__Work task__. Where a line of the data below has the string "panicked", copy that line.
▼
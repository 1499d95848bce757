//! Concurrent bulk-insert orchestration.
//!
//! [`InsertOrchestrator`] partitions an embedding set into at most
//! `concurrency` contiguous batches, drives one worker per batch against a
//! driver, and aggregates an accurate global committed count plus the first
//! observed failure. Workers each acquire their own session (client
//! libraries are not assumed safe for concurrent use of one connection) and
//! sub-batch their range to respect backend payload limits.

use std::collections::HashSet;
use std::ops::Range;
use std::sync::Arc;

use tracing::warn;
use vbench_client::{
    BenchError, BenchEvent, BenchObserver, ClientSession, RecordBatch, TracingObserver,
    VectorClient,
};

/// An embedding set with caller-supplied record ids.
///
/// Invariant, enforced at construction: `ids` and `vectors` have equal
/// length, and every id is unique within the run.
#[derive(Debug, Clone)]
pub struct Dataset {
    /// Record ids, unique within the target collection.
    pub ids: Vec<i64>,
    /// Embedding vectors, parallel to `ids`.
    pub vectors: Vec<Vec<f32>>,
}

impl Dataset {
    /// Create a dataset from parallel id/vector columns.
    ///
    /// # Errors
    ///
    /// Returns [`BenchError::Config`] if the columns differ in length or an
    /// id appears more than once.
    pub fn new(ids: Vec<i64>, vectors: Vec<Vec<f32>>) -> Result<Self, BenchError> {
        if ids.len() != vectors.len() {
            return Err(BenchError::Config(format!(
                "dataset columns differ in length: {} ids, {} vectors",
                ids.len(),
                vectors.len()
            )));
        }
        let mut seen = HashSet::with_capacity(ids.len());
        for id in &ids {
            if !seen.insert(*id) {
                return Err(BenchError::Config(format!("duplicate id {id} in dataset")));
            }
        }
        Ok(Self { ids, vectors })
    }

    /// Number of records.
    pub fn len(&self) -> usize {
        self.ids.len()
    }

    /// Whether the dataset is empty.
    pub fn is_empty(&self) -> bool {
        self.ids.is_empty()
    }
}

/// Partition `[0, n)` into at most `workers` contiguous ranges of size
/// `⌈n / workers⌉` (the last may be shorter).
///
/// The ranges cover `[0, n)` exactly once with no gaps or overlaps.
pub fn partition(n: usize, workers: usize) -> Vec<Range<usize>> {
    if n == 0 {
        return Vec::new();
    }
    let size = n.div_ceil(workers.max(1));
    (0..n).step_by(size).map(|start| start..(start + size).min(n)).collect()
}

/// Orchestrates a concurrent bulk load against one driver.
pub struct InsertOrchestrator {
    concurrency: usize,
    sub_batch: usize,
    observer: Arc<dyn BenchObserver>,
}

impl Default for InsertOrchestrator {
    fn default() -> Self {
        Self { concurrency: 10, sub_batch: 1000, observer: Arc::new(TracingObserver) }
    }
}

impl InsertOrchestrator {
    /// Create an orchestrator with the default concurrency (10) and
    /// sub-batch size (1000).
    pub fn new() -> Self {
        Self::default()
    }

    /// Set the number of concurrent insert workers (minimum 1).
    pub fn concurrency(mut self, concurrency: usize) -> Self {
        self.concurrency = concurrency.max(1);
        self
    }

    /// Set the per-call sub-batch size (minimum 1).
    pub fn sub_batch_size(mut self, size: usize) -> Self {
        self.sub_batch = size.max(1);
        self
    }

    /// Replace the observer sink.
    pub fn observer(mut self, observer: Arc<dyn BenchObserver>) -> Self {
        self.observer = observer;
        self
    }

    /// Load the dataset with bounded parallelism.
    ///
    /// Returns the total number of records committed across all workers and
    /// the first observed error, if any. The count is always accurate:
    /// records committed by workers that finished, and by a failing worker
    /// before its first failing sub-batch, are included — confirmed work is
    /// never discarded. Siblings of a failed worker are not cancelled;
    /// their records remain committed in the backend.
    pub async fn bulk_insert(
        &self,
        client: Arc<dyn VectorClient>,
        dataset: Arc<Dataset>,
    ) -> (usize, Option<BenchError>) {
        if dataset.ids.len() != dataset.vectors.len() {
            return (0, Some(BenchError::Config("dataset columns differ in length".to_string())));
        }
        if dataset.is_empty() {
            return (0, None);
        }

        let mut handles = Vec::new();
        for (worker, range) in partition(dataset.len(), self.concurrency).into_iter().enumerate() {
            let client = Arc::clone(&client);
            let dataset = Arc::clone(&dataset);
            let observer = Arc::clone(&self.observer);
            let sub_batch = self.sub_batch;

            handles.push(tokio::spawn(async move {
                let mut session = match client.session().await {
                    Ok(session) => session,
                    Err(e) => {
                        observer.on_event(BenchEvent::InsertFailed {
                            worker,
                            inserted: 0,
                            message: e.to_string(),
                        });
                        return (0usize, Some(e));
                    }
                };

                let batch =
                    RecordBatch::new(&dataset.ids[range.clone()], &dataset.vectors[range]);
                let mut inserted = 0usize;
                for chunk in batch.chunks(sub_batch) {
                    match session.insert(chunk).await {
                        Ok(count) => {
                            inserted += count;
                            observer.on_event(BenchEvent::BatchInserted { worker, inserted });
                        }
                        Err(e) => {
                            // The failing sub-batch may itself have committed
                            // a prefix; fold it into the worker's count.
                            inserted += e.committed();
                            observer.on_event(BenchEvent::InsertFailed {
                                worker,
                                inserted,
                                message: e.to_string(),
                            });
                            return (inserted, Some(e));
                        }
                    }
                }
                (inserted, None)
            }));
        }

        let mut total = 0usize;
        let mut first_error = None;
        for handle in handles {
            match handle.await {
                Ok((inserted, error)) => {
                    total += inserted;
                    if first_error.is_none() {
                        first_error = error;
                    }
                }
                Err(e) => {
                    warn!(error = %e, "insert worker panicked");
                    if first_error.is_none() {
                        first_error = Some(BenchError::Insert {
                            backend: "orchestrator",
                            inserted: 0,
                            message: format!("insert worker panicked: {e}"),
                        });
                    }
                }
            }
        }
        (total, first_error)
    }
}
▲
__Written response__.
                    warn!(error = %e, "insert worker panicked");
                            message: format!("insert worker panicked: {e}"),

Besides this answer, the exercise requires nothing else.